### [Work request]
Search the data for "body". Each line containing it is to be copied.

### [Provided material]

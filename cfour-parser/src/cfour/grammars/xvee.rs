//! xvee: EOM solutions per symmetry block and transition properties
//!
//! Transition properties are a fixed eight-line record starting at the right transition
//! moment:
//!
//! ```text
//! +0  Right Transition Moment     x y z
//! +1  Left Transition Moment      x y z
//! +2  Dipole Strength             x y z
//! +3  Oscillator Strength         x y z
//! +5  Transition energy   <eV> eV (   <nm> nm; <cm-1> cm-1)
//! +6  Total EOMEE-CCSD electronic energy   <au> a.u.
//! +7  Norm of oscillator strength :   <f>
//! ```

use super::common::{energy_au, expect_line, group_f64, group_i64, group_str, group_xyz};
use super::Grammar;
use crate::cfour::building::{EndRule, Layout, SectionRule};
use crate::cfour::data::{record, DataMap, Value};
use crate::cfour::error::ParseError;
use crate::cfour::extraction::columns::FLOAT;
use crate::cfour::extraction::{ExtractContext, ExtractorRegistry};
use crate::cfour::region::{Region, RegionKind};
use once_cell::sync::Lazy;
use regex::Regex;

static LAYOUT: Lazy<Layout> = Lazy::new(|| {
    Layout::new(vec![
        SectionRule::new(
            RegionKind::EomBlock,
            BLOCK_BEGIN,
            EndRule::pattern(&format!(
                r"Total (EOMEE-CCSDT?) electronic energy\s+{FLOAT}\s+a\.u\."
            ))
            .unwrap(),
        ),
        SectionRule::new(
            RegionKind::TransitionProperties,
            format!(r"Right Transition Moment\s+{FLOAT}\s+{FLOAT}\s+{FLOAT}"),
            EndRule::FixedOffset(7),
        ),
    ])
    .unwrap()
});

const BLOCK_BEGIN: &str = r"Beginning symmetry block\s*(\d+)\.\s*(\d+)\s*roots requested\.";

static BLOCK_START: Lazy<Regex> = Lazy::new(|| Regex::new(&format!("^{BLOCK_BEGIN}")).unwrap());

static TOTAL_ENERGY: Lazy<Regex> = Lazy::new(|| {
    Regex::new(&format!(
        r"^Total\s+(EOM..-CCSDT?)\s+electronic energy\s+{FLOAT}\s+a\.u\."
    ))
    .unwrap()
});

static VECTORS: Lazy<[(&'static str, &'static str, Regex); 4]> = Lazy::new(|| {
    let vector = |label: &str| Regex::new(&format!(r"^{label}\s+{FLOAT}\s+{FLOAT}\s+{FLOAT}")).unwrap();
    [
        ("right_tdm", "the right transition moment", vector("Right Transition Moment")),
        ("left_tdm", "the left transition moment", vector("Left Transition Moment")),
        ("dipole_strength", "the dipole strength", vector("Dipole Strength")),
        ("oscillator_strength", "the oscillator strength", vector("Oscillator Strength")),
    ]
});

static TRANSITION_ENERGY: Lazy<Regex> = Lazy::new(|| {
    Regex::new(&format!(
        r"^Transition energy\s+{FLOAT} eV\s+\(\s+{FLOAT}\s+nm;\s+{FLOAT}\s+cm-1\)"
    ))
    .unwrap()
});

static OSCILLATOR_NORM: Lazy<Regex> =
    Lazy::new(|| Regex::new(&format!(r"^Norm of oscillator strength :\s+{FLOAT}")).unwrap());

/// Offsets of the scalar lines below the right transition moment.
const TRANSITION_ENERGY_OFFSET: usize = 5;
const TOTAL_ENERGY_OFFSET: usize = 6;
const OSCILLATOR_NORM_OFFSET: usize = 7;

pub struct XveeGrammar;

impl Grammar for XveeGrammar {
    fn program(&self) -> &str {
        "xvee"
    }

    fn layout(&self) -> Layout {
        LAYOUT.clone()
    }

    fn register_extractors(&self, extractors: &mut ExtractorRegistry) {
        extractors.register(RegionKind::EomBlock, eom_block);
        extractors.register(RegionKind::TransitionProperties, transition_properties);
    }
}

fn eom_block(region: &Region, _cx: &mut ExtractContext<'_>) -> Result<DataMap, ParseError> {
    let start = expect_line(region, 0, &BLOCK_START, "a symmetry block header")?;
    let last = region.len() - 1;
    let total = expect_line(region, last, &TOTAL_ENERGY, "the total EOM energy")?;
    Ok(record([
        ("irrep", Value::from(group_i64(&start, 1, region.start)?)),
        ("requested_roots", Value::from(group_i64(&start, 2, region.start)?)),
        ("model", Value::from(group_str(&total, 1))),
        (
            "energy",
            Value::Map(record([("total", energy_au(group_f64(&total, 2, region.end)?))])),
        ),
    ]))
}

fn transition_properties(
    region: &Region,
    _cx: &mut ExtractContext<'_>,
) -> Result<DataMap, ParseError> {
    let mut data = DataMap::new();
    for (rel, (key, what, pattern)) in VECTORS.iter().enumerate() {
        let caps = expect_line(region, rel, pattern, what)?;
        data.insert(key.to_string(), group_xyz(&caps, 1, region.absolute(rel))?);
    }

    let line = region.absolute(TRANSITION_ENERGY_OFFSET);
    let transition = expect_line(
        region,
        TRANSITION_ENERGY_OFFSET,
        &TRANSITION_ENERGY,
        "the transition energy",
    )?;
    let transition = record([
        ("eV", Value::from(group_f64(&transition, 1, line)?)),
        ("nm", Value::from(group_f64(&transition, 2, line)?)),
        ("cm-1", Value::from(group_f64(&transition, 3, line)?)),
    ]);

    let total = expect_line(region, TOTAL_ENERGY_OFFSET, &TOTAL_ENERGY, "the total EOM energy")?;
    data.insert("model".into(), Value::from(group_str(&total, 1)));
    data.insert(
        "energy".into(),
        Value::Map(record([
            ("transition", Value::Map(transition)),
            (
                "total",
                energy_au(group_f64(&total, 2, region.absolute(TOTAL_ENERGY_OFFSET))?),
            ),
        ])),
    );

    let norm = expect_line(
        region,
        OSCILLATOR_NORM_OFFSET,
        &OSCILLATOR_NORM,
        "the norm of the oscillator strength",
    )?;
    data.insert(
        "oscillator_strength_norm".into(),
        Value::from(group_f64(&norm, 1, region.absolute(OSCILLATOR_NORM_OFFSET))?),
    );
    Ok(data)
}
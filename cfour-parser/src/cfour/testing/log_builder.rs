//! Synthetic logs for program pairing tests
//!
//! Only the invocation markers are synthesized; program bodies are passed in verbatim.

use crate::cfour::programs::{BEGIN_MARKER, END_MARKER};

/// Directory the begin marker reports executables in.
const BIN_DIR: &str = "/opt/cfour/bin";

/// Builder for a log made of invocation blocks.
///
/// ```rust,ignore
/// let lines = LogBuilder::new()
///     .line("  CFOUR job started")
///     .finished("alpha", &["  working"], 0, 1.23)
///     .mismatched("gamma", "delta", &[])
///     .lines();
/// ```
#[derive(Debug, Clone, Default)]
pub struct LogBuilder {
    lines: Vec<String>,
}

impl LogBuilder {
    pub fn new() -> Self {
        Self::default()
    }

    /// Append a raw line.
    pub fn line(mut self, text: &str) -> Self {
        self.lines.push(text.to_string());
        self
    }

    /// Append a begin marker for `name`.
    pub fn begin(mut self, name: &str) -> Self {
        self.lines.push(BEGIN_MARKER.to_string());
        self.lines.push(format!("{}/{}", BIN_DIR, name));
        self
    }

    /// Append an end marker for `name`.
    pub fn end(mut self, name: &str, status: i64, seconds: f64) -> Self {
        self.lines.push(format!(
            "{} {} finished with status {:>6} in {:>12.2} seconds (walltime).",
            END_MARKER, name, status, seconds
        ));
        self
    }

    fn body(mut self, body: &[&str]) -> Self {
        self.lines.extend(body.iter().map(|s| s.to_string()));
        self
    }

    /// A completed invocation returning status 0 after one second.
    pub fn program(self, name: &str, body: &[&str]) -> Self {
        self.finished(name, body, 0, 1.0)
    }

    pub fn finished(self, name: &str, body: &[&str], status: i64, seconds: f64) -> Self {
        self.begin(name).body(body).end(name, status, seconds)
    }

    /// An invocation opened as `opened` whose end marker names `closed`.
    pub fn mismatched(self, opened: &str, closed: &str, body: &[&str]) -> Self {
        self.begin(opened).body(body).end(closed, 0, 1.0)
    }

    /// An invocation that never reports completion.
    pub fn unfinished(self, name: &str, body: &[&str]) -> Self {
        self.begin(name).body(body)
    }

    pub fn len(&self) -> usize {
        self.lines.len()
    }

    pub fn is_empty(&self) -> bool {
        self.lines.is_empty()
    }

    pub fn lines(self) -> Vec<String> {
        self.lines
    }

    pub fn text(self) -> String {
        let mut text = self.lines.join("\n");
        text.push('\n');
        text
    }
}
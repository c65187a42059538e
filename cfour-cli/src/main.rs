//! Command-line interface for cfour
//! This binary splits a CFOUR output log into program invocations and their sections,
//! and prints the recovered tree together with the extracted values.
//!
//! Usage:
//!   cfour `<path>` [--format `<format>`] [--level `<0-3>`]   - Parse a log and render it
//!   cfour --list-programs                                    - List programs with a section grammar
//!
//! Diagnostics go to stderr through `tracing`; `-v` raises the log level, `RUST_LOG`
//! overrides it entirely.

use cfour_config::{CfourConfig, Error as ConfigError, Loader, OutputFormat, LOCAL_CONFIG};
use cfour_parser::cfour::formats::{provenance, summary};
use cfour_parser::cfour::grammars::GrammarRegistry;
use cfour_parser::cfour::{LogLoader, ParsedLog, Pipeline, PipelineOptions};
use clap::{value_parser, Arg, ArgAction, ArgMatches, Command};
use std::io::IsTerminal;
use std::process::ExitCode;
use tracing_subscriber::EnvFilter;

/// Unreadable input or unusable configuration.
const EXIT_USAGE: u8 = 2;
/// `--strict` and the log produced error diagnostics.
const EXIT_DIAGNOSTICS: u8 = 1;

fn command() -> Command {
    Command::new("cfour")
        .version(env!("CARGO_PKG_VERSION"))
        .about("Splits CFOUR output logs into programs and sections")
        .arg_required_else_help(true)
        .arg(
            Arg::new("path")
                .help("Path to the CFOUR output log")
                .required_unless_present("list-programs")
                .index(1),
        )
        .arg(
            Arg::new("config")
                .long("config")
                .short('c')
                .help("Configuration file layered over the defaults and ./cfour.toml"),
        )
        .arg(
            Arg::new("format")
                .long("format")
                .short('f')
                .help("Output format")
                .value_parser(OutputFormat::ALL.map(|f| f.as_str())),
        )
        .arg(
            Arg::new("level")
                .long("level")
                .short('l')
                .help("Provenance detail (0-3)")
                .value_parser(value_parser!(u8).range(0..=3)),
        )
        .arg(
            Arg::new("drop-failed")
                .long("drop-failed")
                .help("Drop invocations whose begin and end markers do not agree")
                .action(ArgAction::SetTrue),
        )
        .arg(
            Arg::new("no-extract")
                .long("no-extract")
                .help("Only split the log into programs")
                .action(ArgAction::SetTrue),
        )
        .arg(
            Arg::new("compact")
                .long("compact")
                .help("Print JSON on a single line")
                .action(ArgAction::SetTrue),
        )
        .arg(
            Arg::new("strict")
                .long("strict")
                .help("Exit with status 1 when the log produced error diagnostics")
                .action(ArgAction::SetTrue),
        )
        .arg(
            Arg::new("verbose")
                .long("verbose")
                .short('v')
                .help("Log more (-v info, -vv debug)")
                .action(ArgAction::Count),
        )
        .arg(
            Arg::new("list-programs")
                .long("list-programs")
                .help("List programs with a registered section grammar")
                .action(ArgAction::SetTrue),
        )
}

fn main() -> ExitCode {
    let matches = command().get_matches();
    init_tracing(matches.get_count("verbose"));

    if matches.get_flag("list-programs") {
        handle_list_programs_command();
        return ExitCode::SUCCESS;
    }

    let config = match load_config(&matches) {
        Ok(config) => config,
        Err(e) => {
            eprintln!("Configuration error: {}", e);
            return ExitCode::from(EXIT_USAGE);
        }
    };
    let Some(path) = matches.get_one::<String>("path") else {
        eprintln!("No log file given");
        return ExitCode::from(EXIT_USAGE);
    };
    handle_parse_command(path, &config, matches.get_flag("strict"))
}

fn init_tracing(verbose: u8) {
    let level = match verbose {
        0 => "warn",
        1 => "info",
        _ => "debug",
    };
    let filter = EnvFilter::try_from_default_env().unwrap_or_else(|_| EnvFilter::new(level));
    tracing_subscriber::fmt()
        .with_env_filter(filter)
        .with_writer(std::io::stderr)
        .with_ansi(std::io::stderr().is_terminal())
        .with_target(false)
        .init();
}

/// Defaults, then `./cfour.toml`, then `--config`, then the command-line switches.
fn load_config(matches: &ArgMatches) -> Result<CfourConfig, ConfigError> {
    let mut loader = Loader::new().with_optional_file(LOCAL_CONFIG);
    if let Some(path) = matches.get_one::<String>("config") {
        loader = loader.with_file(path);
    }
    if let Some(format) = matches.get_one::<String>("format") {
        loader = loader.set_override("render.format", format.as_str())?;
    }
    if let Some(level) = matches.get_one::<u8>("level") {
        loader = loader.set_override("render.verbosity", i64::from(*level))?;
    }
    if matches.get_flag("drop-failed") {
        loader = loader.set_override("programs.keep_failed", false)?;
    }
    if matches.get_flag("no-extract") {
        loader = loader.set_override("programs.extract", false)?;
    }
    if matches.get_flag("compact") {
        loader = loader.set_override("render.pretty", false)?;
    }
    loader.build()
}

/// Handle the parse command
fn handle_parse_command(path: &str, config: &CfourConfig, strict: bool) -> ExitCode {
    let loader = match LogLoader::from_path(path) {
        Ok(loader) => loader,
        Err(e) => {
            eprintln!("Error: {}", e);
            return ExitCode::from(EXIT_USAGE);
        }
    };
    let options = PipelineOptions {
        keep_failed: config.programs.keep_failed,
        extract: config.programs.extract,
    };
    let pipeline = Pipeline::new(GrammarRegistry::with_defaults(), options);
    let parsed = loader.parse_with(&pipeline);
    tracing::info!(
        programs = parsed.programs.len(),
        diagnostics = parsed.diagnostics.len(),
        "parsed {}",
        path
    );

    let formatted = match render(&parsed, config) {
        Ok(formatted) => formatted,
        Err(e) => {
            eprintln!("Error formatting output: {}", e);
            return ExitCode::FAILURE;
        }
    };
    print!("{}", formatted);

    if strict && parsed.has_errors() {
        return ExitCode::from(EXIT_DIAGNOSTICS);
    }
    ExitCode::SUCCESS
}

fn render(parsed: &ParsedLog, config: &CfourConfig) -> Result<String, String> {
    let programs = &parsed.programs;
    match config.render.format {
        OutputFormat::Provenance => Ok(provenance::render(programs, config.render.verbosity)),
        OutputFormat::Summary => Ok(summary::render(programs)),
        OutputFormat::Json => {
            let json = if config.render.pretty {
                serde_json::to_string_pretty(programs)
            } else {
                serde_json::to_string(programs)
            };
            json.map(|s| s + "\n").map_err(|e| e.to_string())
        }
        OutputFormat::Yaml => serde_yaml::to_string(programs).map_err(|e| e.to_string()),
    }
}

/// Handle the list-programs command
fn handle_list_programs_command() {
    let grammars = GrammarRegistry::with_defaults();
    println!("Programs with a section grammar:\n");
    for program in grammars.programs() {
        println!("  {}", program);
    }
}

### [Output for this task]
    fn body(mut self, body: &[&str]) -> Self {
        self.lines.extend(body.iter().map(|s| s.to_string()));
    pub fn program(self, name: &str, body: &[&str]) -> Self {
        self.finished(name, body, 0, 1.0)
    pub fn finished(self, name: &str, body: &[&str], status: i64, seconds: f64) -> Self {
        self.begin(name).body(body).end(name, status, seconds)
    pub fn mismatched(self, opened: &str, closed: &str, body: &[&str]) -> Self {
        self.begin(opened).body(body).end(closed, 0, 1.0)
    pub fn unfinished(self, name: &str, body: &[&str]) -> Self {
        self.begin(name).body(body)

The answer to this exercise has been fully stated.